Non pensavamo di arrivare a tanto ma nella nostra città, dove pochi giorni or sono è stato finalmente inaugurato il tanto atteso Museo della Città, dove presso lo scoglio della Regina la nuova base nautica “La Bellana ” ha fatto bella mostra di se nella Settimana Velica, in un altro angolo di Livorno si respira un’aria che è lontana anni luce dai luccichii delle recenti inaugurazioni. Per meglio rendere l’idea abbiamo affiancato la foto di un caseggiato bombardato nella città di Bengasi, con quello presente a Livorno nella via che il fato ha voluto portasse lo stesso nome della città libica. Come si vede entrambe le facciate risultano danneggiate nello stesso modo, con una differenza: in quella libica i danni li hanno causati i bombardamenti, alla Bengasi livornese i danni li ha creati l’incuria di chi dovrebbe provvedere al mantenimento di un bene pubblico. A dare una mano allo stato di degrado, sembra contribuiscano anche alcune delle circa novanta famiglie che abitano in quella via, infatti all’interno del cortile del suddetto caseggiato, dove una volta correvano stuoli di ragazzini a giocare a palla, oggi vi é una discarica a cielo aperto come documentano le foto. E’ mai possibile che nessun netturbino scusate, operatore ecologico, abbia mai messo il naso in quel cortile mentre svuota i cassonetti e non si sia prodigato a segnalare a chi di dovere la pesante situazione?
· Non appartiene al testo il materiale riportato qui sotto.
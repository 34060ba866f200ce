//! Learning data: the accumulating scan and symptom history.

use std::collections::BTreeSet;
use std::fmt;

use chrono::{DateTime, Duration, Utc};
use serde::{Deserialize, Serialize};

use crate::condition::{GutCondition, SeverityLevel};
use crate::error::ValidationError;
use crate::profile::GutProfile;
use crate::verdict::SafetyTier;

/// Kinds of symptoms a user can log.
#[derive(Debug, Clone, Copy, PartialEq, Eq, PartialOrd, Ord, Hash, Serialize, Deserialize)]
#[serde(rename_all = "snake_case")]
pub enum SymptomKind {
    /// Bloating.
    Bloating,
    /// Gas.
    Gas,
    /// Cramps.
    Cramps,
    /// Abdominal pain.
    AbdominalPain,
    /// Diarrhea.
    Diarrhea,
    /// Constipation.
    Constipation,
    /// Nausea.
    Nausea,
    /// Heartburn.
    Heartburn,
    /// Acid or food coming back up.
    Regurgitation,
    /// Headache.
    Headache,
    /// Skin flushing.
    Flushing,
    /// Hives.
    Hives,
    /// Itching.
    Itching,
    /// Fatigue.
    Fatigue,
    /// Poor concentration or mental fog.
    BrainFog,
    /// Anything not listed.
    Other,
}

impl SymptomKind {
    /// Wire name.
    #[must_use]
    pub const fn as_str(&self) -> &'static str {
        match self {
            Self::Bloating => "bloating",
            Self::Gas => "gas",
            Self::Cramps => "cramps",
            Self::AbdominalPain => "abdominal_pain",
            Self::Diarrhea => "diarrhea",
            Self::Constipation => "constipation",
            Self::Nausea => "nausea",
            Self::Heartburn => "heartburn",
            Self::Regurgitation => "regurgitation",
            Self::Headache => "headache",
            Self::Flushing => "flushing",
            Self::Hives => "hives",
            Self::Itching => "itching",
            Self::Fatigue => "fatigue",
            Self::BrainFog => "brain_fog",
            Self::Other => "other",
        }
    }
}

impl fmt::Display for SymptomKind {
    fn fmt(&self, f: &mut fmt::Formatter<'_>) -> fmt::Result {
        f.write_str(self.as_str())
    }
}

/// One reported symptom.
#[derive(Debug, Clone, Copy, PartialEq, Eq, Serialize, Deserialize)]
pub struct SymptomReport {
    /// What was felt.
    pub kind: SymptomKind,
    /// How bad it was.
    #[serde(default)]
    pub severity: SeverityLevel,
}

impl SymptomReport {
    /// Creates a report.
    #[must_use]
    pub const fn new(kind: SymptomKind, severity: SeverityLevel) -> Self {
        Self { kind, severity }
    }
}

/// The user's feedback on a scanned item.
#[derive(Debug, Clone, PartialEq, Eq, Default, Serialize, Deserialize)]
pub struct UserFeedback {
    /// Whether the user reacted after eating it.
    pub had_reaction: bool,
    /// Optional satisfaction rating, 1 to 5.
    #[serde(default)]
    pub rating: Option<u8>,
    /// Free-text remarks.
    #[serde(default)]
    pub notes: Option<String>,
}

impl UserFeedback {
    /// Feedback with no rating or notes.
    #[must_use]
    pub fn new(had_reaction: bool) -> Self {
        Self {
            had_reaction,
            ..Self::default()
        }
    }

    /// Attaches a rating.
    ///
    /// # Errors
    ///
    /// Returns `ValidationError::InvalidRating` unless `rating` is in 1..=5.
    pub fn with_rating(mut self, rating: u8) -> Result<Self, ValidationError> {
        self.rating = Some(rating);
        self.validate()?;
        Ok(self)
    }

    /// Attaches notes.
    #[must_use]
    pub fn with_notes(mut self, notes: impl Into<String>) -> Self {
        self.notes = Some(notes.into());
        self
    }

    /// Checks the rating range.
    ///
    /// # Errors
    ///
    /// Returns `ValidationError::InvalidRating` for a rating outside 1..=5.
    pub fn validate(&self) -> Result<(), ValidationError> {
        match self.rating {
            Some(rating) if !(1..=5).contains(&rating) => {
                Err(ValidationError::InvalidRating { rating })
            }
            _ => Ok(()),
        }
    }
}

/// A past scan and the verdict it received.
#[derive(Debug, Clone, PartialEq, Serialize, Deserialize)]
pub struct ScanRecord {
    /// Product name as scanned.
    pub food_name: String,
    /// Ingredients as listed at scan time.
    #[serde(default)]
    pub ingredients: Vec<String>,
    /// Verdict the scan received.
    pub analysis_result: SafetyTier,
    /// Feedback given afterwards, if any.
    #[serde(default)]
    pub user_feedback: Option<UserFeedback>,
    /// When the scan happened.
    pub timestamp: DateTime<Utc>,
}

impl ScanRecord {
    /// Creates a record stamped with the current time.
    #[must_use]
    pub fn new<I, S>(food_name: impl Into<String>, ingredients: I, analysis_result: SafetyTier) -> Self
    where
        I: IntoIterator<Item = S>,
        S: Into<String>,
    {
        Self {
            food_name: food_name.into(),
            ingredients: ingredients.into_iter().map(Into::into).collect(),
            analysis_result,
            user_feedback: None,
            timestamp: Utc::now(),
        }
    }

    /// Overrides the timestamp.
    #[must_use]
    pub fn at(mut self, timestamp: DateTime<Utc>) -> Self {
        self.timestamp = timestamp;
        self
    }

    /// Attaches feedback.
    #[must_use]
    pub fn with_feedback(mut self, feedback: UserFeedback) -> Self {
        self.user_feedback = Some(feedback);
        self
    }
}

/// A symptom log entry.
#[derive(Debug, Clone, PartialEq, Serialize, Deserialize)]
pub struct SymptomLog {
    /// Reported symptoms.
    pub symptoms: Vec<SymptomReport>,
    /// Foods the user suspects; empty means "anything eaten recently".
    #[serde(default)]
    pub related_food_items: Vec<String>,
    /// When the symptoms were logged.
    pub timestamp: DateTime<Utc>,
}

impl SymptomLog {
    /// Creates a log stamped with the current time.
    #[must_use]
    pub fn new(symptoms: Vec<SymptomReport>) -> Self {
        Self {
            symptoms,
            related_food_items: Vec::new(),
            timestamp: Utc::now(),
        }
    }

    /// Overrides the timestamp.
    #[must_use]
    pub fn at(mut self, timestamp: DateTime<Utc>) -> Self {
        self.timestamp = timestamp;
        self
    }

    /// Sets the suspected foods.
    #[must_use]
    pub fn with_related<I, S>(mut self, foods: I) -> Self
    where
        I: IntoIterator<Item = S>,
        S: Into<String>,
    {
        self.related_food_items = foods.into_iter().map(Into::into).collect();
        self
    }

    /// Distinct symptom kinds in this log, sorted.
    #[must_use]
    pub fn kinds(&self) -> BTreeSet<SymptomKind> {
        self.symptoms.iter().map(|s| s.kind).collect()
    }

    /// Worst reported severity.
    #[must_use]
    pub fn max_severity(&self) -> Option<SeverityLevel> {
        self.symptoms.iter().map(|s| s.severity).max()
    }
}

/// Everything the learning engine learns from.
#[derive(Debug, Clone, PartialEq, Default, Serialize, Deserialize)]
pub struct LearningData {
    /// Past scans, oldest first.
    #[serde(default)]
    pub scan_history: Vec<ScanRecord>,
    /// Symptom logs, oldest first.
    #[serde(default)]
    pub symptom_logs: Vec<SymptomLog>,
    /// The profile the data belongs to.
    #[serde(default)]
    pub gut_profile: GutProfile,
}

impl LearningData {
    /// Empty data with a default profile.
    #[must_use]
    pub fn new() -> Self {
        Self::default()
    }

    /// Replaces the stored profile.
    #[must_use]
    pub fn with_profile(mut self, profile: GutProfile) -> Self {
        self.gut_profile = profile;
        self
    }

    /// Conditions enabled in the stored profile.
    #[must_use]
    pub fn user_conditions(&self) -> BTreeSet<GutCondition> {
        self.gut_profile.enabled_conditions()
    }

    /// Scans plus symptom logs.
    #[must_use]
    pub fn data_point_count(&self) -> usize {
        self.scan_history.len() + self.symptom_logs.len()
    }

    /// Scans and logs no older than `window` relative to `now`.
    #[must_use]
    pub fn recent_count(&self, now: DateTime<Utc>, window: Duration) -> usize {
        let cutoff = now - window;
        let scans = self.scan_history.iter().filter(|s| s.timestamp >= cutoff).count();
        let logs = self.symptom_logs.iter().filter(|l| l.timestamp >= cutoff).count();
        scans + logs
    }

    /// Appends another snapshot's history to this one.
    pub fn append(&mut self, other: Self) {
        self.scan_history.extend(other.scan_history);
        self.symptom_logs.extend(other.symptom_logs);
    }

    /// Checks the profile and every feedback rating.
    ///
    /// # Errors
    ///
    /// Returns the first validation failure found.
    pub fn validate(&self) -> Result<(), ValidationError> {
        self.gut_profile.validate()?;
        for scan in &self.scan_history {
            if scan.food_name.trim().is_empty() {
                return Err(ValidationError::MissingField {
                    field: "scan_history[].food_name".to_string(),
                });
            }
            if let Some(feedback) = &scan.user_feedback {
                feedback.validate()?;
            }
        }
        Ok(())
    }
}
E’ senz’altro un malcostume che si nota in varie parti della città, quello di lasciare masserizie ovunque e l’augurio è che quanto prima parta il servizio di telecamere promesso, nel frattempo è necessario ripulire quell’area di via Bengasi che, oltre a legname e cartoni vede presenti tre ciclomotori non si sa se con qualche goccia di benzina al loro interno, due carrelli di supermercato, un armadio ed altre cianfrusaglie. Sarebbe il caso che qualche assessore cercasse di far cancellare le ferite di “guerra” da quelle facciate e facesse mettere mano alla pulizia dell’intero cortile, per non fare apparire le tante inaugurazioni come tanti tappeti sotto i quali nascondere la polvere.